### Exercise
Your answer should hold all lines of the entries that include the word "impl".

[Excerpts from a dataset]
______
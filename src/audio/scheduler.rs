//! Playback scheduling
//!
//! The scheduler is the single authority over what is audible. Live session
//! chunks go through [`PlaybackScheduler::play_sequential`] and are laid end
//! to end on the device timeline. One-shot speech goes through
//! [`PlaybackScheduler::play_immediate`]. [`PlaybackScheduler::stop_all`]
//! silences both.

use std::collections::HashMap;
use std::sync::atomic::{AtomicBool, AtomicU64, Ordering};
use std::sync::{Arc, Mutex, MutexGuard, Weak};

use super::output::{OutputDevice, ScheduledUnit, shared_output};
use super::AudioUnit;
use crate::{Error, Result};

/// Resolves the output device at the time audio is played
pub type DeviceProvider = Arc<dyn Fn() -> Result<Arc<dyn OutputDevice>> + Send + Sync>;

/// Handle to one scheduled unit
#[derive(Debug, Clone)]
pub struct PlaybackHandle {
    id: u64,
    start_at: f64,
    duration: f64,
    stopped: Arc<AtomicBool>,
    ended: Arc<AtomicBool>,
}

impl PlaybackHandle {
    #[must_use]
    pub const fn id(&self) -> u64 {
        self.id
    }

    /// Device time at which the unit starts
    #[must_use]
    pub const fn start_at(&self) -> f64 {
        self.start_at
    }

    #[must_use]
    pub const fn duration(&self) -> f64 {
        self.duration
    }

    /// Stop this unit; stopping twice is a no-op
    pub fn stop(&self) {
        self.stopped.store(true, Ordering::Release);
    }

    #[must_use]
    pub fn is_stopped(&self) -> bool {
        self.stopped.load(Ordering::Acquire)
    }

    /// Whether the unit played to completion
    #[must_use]
    pub fn has_ended(&self) -> bool {
        self.ended.load(Ordering::Acquire)
    }
}

#[derive(Default)]
struct SchedulerState {
    active: HashMap<u64, PlaybackHandle>,
    next_playback_cursor: f64,
    /// Device the active units and cursor belong to
    bound: Option<Arc<dyn OutputDevice>>,
}

impl SchedulerState {
    /// Point the schedule at `device`, discarding what was queued elsewhere
    ///
    /// A replacement device has its own clock and never completes units
    /// queued on its predecessor.
    fn bind(&mut self, device: &Arc<dyn OutputDevice>) {
        let same = self
            .bound
            .as_ref()
            .is_some_and(|bound| std::ptr::addr_eq(Arc::as_ptr(bound), Arc::as_ptr(device)));
        if same {
            return;
        }

        if self.bound.replace(Arc::clone(device)).is_none() {
            return;
        }

        let orphaned = std::mem::take(&mut self.active);
        self.next_playback_cursor = 0.0;
        for handle in orphaned.values() {
            handle.stop();
        }
        tracing::warn!(
            dropped = orphaned.len(),
            "output device changed, discarding queued playback"
        );
    }
}

/// Schedules decoded audio on the shared output device
pub struct PlaybackScheduler {
    device: DeviceProvider,
    state: Arc<Mutex<SchedulerState>>,
    next_id: AtomicU64,
}

impl PlaybackScheduler {
    /// Create a scheduler bound to a specific device
    #[must_use]
    pub fn new(device: Arc<dyn OutputDevice>) -> Self {
        Self::with_provider(Arc::new(move || -> Result<Arc<dyn OutputDevice>> {
            Ok(Arc::clone(&device))
        }))
    }

    /// Create a scheduler on the process-wide output device
    ///
    /// The device is opened lazily on the first playback.
    #[must_use]
    pub fn shared() -> Self {
        Self::with_provider(Arc::new(|| {
            shared_output().map(|output| output as Arc<dyn OutputDevice>)
        }))
    }

    /// Create a scheduler that resolves its device on each playback
    #[must_use]
    pub fn with_provider(device: DeviceProvider) -> Self {
        Self {
            device,
            state: Arc::new(Mutex::new(SchedulerState::default())),
            next_id: AtomicU64::new(1),
        }
    }

    /// Resolve the output device on the blocking pool
    ///
    /// Opening the shared device waits on its audio thread. Async callers
    /// run this before `play_*` so the open never stalls a runtime worker.
    ///
    /// # Errors
    ///
    /// Returns error if the output device cannot be opened
    pub async fn prepare(&self) -> Result<()> {
        let provider = Arc::clone(&self.device);
        let device = tokio::task::spawn_blocking(move || provider())
            .await
            .map_err(|e| Error::Audio(format!("output device task failed: {e}")))??;

        self.lock()?.bind(&device);
        Ok(())
    }

    /// Play `unit` right after the previously sequenced unit
    ///
    /// Starts at `max(cursor, now)` and advances the cursor by the unit's
    /// duration, so consecutive calls never overlap or leave gaps.
    ///
    /// # Errors
    ///
    /// Returns error if the output device is unavailable
    pub fn play_sequential(&self, unit: AudioUnit) -> Result<PlaybackHandle> {
        let device = (self.device)()?;
        let duration = unit.duration();

        let handle = {
            let mut state = self.lock()?;
            state.bind(&device);
            let start_at = state.next_playback_cursor.max(device.current_time());
            state.next_playback_cursor = start_at + duration;
            let handle = self.new_handle(start_at, duration);
            state.active.insert(handle.id, handle.clone());
            handle
        };

        if let Err(e) = self.submit(device.as_ref(), unit, &handle) {
            // Give the slot back unless something was sequenced after it
            if let Ok(mut state) = self.state.lock() {
                if (state.next_playback_cursor - (handle.start_at + duration)).abs() < f64::EPSILON {
                    state.next_playback_cursor = handle.start_at;
                }
            }
            return Err(e);
        }

        tracing::trace!(
            id = handle.id,
            start_at = handle.start_at,
            duration,
            "scheduled sequential unit"
        );
        Ok(handle)
    }

    /// Play `unit` now, ignoring the sequential cursor
    ///
    /// # Errors
    ///
    /// Returns error if the output device is unavailable
    pub fn play_immediate(&self, unit: AudioUnit) -> Result<PlaybackHandle> {
        let device = (self.device)()?;
        let duration = unit.duration();

        let handle = {
            let mut state = self.lock()?;
            state.bind(&device);
            let handle = self.new_handle(device.current_time(), duration);
            state.active.insert(handle.id, handle.clone());
            handle
        };

        self.submit(device.as_ref(), unit, &handle)?;

        tracing::trace!(id = handle.id, duration, "scheduled immediate unit");
        Ok(handle)
    }

    /// Stop every active unit and reset the cursor
    ///
    /// Idempotent. Units that already finished are skipped.
    pub fn stop_all(&self) {
        let stopped = {
            let mut state = self.state.lock().unwrap_or_else(std::sync::PoisonError::into_inner);
            state.next_playback_cursor = 0.0;
            std::mem::take(&mut state.active)
        };

        for handle in stopped.values() {
            handle.stop();
        }

        if !stopped.is_empty() {
            tracing::debug!(count = stopped.len(), "stopped all playback");
        }
    }

    /// Number of units pending or playing
    #[must_use]
    pub fn active_count(&self) -> usize {
        self.state
            .lock()
            .map(|state| state.active.len())
            .unwrap_or_default()
    }

    #[must_use]
    pub fn is_idle(&self) -> bool {
        self.active_count() == 0
    }

    /// Device time at which the next sequential unit would start
    #[must_use]
    pub fn cursor(&self) -> f64 {
        self.state
            .lock()
            .map(|state| state.next_playback_cursor)
            .unwrap_or_default()
    }

    fn new_handle(&self, start_at: f64, duration: f64) -> PlaybackHandle {
        PlaybackHandle {
            id: self.next_id.fetch_add(1, Ordering::Relaxed),
            start_at,
            duration,
            stopped: Arc::new(AtomicBool::new(false)),
            ended: Arc::new(AtomicBool::new(false)),
        }
    }

    fn submit(
        &self,
        device: &dyn OutputDevice,
        unit: AudioUnit,
        handle: &PlaybackHandle,
    ) -> Result<()> {
        let on_ended = completion_callback(Arc::downgrade(&self.state), handle);
        let scheduled = ScheduledUnit {
            id: handle.id,
            unit,
            start_at: handle.start_at,
            stopped: Arc::clone(&handle.stopped),
            on_ended,
        };

        if let Err(e) = device.submit(scheduled) {
            if let Ok(mut state) = self.state.lock() {
                state.active.remove(&handle.id);
            }
            return Err(e);
        }
        Ok(())
    }

    fn lock(&self) -> Result<MutexGuard<'_, SchedulerState>> {
        self.state
            .lock()
            .map_err(|_| Error::Audio("playback scheduler poisoned".to_string()))
    }
}

impl std::fmt::Debug for PlaybackScheduler {
    fn fmt(&self, f: &mut std::fmt::Formatter<'_>) -> std::fmt::Result {
        f.debug_struct("PlaybackScheduler")
            .field("active", &self.active_count())
            .field("cursor", &self.cursor())
            .finish_non_exhaustive()
    }
}

/// Remove the handle on natural completion; a prior `stop_all` wins
fn completion_callback(
    state: Weak<Mutex<SchedulerState>>,
    handle: &PlaybackHandle,
) -> Box<dyn FnOnce() + Send> {
    let id = handle.id;
    let ended = Arc::clone(&handle.ended);
    Box::new(move || {
        ended.store(true, Ordering::Release);
        if let Some(state) = state.upgrade() {
            if let Ok(mut state) = state.lock() {
                state.active.remove(&id);
            }
        }
    })
}
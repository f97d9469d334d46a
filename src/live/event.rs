//! Messages exchanged with the remote conversational service

use crate::audio::{CAPTURE_SAMPLE_RATE, encode_bytes_to_transport};

/// Event received from the remote party during a live session
#[derive(Debug, Clone, PartialEq, Eq)]
pub enum InboundEvent {
    /// Transport-encoded PCM16 audio from the model
    AudioChunk {
        data: String,
        /// Sample rate advertised by the payload, if any
        sample_rate: Option<u32>,
    },
    /// Partial text spoken by the model
    ModelTextFragment(String),
    /// Partial transcription of the local speaker
    UserTextFragment(String),
    /// The model finished its turn
    TurnComplete,
    /// The remote party barged in; queued playback is stale
    Interrupted,
}

impl InboundEvent {
    /// Build an audio chunk from raw PCM16 bytes
    #[must_use]
    pub fn audio(pcm: &[u8]) -> Self {
        Self::AudioChunk {
            data: encode_bytes_to_transport(pcm),
            sample_rate: None,
        }
    }
}

/// One microphone frame ready for the wire
#[derive(Debug, Clone, PartialEq, Eq)]
pub struct OutboundFrame {
    /// Transport-encoded PCM16 bytes
    pub audio_frame: String,
    pub sample_rate_hint: u32,
}

impl OutboundFrame {
    /// Encode a captured PCM16 frame
    #[must_use]
    pub fn from_pcm(pcm: &[u8]) -> Self {
        Self {
            audio_frame: encode_bytes_to_transport(pcm),
            sample_rate_hint: CAPTURE_SAMPLE_RATE,
        }
    }

    /// MIME type describing the payload
    #[must_use]
    pub fn mime_type(&self) -> String {
        format!("audio/pcm;rate={}", self.sample_rate_hint)
    }
}

/// Event produced by a [`LiveLink`](super::LiveLink) reader
#[derive(Debug, Clone, PartialEq, Eq)]
pub enum LinkEvent {
    Inbound(InboundEvent),
    /// Remote side closed the connection
    Closed(Option<String>),
    /// Unrecoverable transport error
    Failed(String),
}
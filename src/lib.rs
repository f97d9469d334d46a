//! Kitchen Voice - real-time voice layer for a cooking assistant
//!
//! This library provides:
//! - Live spoken conversations streamed over a bidirectional session
//! - One-shot speech synthesis for reading text aloud
//! - A shared playback scheduler so only one voice is ever heard
//!
//! # Architecture
//!
//! ```text
//! ┌──────────────────────────────────────────────────┐
//! │                   VoiceEngine                     │
//! │   LiveSessionController  │  OneShotSpeaker        │
//! └────────────┬─────────────┴───────────┬───────────┘
//!              │                         │
//! ┌────────────▼────────────┐ ┌──────────▼───────────┐
//! │ CaptureStream (16 kHz)  │ │  SpeechSynthesizer   │
//! │ LiveConnector / Link    │ │  (Gemini TTS)        │
//! └────────────┬────────────┘ └──────────┬───────────┘
//!              │                         │
//! ┌────────────▼─────────────────────────▼───────────┐
//! │      PlaybackScheduler  →  OutputDevice (cpal)    │
//! └──────────────────────────────────────────────────┘
//! ```

pub mod audio;
pub mod config;
pub mod engine;
pub mod error;
pub mod gemini;
pub mod live;
pub mod speaker;

pub use audio::{AudioUnit, PlaybackHandle, PlaybackScheduler};
pub use config::Config;
pub use engine::VoiceEngine;
pub use error::{Error, Result};
pub use live::{LiveSession, LiveSessionController, SessionObserver, SessionState};
pub use speaker::{OneShotSpeaker, SpeechSynthesizer, SynthesizedAudio};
______
### Written solution
impl PlaybackHandle {
impl SchedulerState {
impl PlaybackScheduler {
impl std::fmt::Debug for PlaybackScheduler {
impl InboundEvent {
impl OutboundFrame {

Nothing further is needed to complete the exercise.